Dataset entries
=-=-=
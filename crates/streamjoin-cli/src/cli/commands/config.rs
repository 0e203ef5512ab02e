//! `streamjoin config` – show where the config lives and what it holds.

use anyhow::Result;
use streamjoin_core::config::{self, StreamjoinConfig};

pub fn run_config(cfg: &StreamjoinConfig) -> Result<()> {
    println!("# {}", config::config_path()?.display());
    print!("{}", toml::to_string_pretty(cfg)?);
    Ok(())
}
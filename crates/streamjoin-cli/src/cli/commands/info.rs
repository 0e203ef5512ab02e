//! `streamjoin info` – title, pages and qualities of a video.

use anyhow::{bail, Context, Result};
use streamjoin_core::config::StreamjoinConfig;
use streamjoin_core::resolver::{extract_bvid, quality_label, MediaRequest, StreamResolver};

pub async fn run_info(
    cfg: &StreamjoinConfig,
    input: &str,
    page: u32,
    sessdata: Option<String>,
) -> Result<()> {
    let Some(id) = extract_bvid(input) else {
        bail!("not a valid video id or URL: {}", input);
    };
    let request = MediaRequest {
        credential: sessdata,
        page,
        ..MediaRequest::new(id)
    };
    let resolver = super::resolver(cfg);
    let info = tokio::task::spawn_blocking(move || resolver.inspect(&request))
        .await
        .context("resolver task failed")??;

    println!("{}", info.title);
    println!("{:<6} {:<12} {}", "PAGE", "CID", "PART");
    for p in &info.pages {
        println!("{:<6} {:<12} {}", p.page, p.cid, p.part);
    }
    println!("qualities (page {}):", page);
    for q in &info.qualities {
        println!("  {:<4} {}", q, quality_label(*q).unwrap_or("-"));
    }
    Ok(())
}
=-=-=
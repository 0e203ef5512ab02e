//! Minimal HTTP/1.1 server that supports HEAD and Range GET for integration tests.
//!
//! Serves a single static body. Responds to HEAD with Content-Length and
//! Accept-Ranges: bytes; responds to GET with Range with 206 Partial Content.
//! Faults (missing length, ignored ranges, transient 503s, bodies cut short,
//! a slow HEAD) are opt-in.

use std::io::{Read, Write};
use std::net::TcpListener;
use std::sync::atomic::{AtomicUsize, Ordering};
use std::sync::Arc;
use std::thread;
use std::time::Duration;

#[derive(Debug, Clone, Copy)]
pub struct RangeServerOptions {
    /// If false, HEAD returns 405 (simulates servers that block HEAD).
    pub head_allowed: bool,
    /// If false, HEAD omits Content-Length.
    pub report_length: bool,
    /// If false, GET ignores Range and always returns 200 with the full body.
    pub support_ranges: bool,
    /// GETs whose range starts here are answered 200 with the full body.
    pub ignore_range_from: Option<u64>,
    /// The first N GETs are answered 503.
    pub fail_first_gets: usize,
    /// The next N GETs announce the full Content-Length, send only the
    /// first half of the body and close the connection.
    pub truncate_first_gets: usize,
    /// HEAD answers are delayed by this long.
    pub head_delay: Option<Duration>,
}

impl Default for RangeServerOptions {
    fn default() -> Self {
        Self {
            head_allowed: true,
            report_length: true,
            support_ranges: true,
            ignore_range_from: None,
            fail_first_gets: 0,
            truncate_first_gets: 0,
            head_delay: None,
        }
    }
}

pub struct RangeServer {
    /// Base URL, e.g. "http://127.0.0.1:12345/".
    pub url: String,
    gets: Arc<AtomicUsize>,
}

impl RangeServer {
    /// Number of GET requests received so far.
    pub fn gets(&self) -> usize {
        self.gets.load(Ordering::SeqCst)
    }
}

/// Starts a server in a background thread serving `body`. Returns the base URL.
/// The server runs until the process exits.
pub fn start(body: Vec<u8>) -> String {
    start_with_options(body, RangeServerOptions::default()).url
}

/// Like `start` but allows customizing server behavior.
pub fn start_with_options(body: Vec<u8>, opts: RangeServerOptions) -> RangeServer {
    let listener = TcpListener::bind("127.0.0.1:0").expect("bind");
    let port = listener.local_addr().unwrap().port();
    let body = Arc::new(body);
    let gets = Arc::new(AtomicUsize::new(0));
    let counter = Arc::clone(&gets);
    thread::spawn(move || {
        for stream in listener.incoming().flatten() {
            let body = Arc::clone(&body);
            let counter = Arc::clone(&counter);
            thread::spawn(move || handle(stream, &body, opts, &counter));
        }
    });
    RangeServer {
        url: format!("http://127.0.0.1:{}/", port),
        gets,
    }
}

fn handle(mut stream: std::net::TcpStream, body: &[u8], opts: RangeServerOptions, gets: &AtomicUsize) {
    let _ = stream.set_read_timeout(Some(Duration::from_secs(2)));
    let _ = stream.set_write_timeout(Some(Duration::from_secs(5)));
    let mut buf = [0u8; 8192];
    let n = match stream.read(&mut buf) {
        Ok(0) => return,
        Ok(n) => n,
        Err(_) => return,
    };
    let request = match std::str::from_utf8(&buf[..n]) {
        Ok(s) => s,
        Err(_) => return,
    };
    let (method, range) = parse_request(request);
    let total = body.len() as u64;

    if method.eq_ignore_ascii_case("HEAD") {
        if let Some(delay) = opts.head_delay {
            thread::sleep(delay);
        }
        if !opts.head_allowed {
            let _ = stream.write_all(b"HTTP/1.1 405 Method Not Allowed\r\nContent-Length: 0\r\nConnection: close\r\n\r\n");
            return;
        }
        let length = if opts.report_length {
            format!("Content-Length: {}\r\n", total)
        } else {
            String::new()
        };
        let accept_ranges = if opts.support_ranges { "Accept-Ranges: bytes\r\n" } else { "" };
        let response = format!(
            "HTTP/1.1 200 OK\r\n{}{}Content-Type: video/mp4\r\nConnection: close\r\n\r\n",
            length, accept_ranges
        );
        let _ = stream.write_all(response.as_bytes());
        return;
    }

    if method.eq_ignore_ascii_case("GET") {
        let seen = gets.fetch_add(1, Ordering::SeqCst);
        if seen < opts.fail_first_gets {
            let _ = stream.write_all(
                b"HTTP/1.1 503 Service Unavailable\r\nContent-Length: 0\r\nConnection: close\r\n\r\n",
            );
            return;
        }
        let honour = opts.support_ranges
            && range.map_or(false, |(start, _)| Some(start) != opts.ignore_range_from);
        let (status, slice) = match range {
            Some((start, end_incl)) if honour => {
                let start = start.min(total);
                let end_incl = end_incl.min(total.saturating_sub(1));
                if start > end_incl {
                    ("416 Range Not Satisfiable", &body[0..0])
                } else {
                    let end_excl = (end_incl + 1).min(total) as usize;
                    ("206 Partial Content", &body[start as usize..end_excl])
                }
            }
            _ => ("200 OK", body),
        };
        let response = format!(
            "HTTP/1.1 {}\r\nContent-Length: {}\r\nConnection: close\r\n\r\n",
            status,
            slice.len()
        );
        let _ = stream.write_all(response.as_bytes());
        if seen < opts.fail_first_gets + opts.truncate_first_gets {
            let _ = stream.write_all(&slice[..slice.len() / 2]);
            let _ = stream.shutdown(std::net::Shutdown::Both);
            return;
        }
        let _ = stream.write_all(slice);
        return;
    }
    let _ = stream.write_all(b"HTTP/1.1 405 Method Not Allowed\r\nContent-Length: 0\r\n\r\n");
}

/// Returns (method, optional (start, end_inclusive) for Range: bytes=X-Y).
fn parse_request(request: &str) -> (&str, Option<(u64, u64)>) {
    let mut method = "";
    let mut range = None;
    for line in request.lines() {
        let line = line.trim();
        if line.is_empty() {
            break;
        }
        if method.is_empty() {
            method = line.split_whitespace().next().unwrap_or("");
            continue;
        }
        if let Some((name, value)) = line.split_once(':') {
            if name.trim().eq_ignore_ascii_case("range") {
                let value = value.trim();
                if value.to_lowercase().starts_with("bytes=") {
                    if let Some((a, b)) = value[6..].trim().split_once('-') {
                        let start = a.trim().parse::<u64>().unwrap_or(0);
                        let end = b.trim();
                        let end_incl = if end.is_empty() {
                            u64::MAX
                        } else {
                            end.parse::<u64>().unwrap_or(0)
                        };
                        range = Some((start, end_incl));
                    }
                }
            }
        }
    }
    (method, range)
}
=-=-=
Set down, exactly as they stand above, the lines starting with the line with "filename crates/streamjoin-cli/src/cli/commands/config.rs" and going on through the line with "filename crates/streamjoin-cli/src/cli/commands/info.rs", and no others.

### Answer box
filename crates/streamjoin-cli/src/cli/commands/config.rs
repository 0e203ef5512ab02e
//! `streamjoin config` – show where the config lives and what it holds.

use anyhow::Result;
use streamjoin_core::config::{self, StreamjoinConfig};

pub fn run_config(cfg: &StreamjoinConfig) -> Result<()> {
    println!("# {}", config::config_path()?.display());
    print!("{}", toml::to_string_pretty(cfg)?);
    Ok(())
}
filename crates/streamjoin-cli/src/cli/commands/info.rs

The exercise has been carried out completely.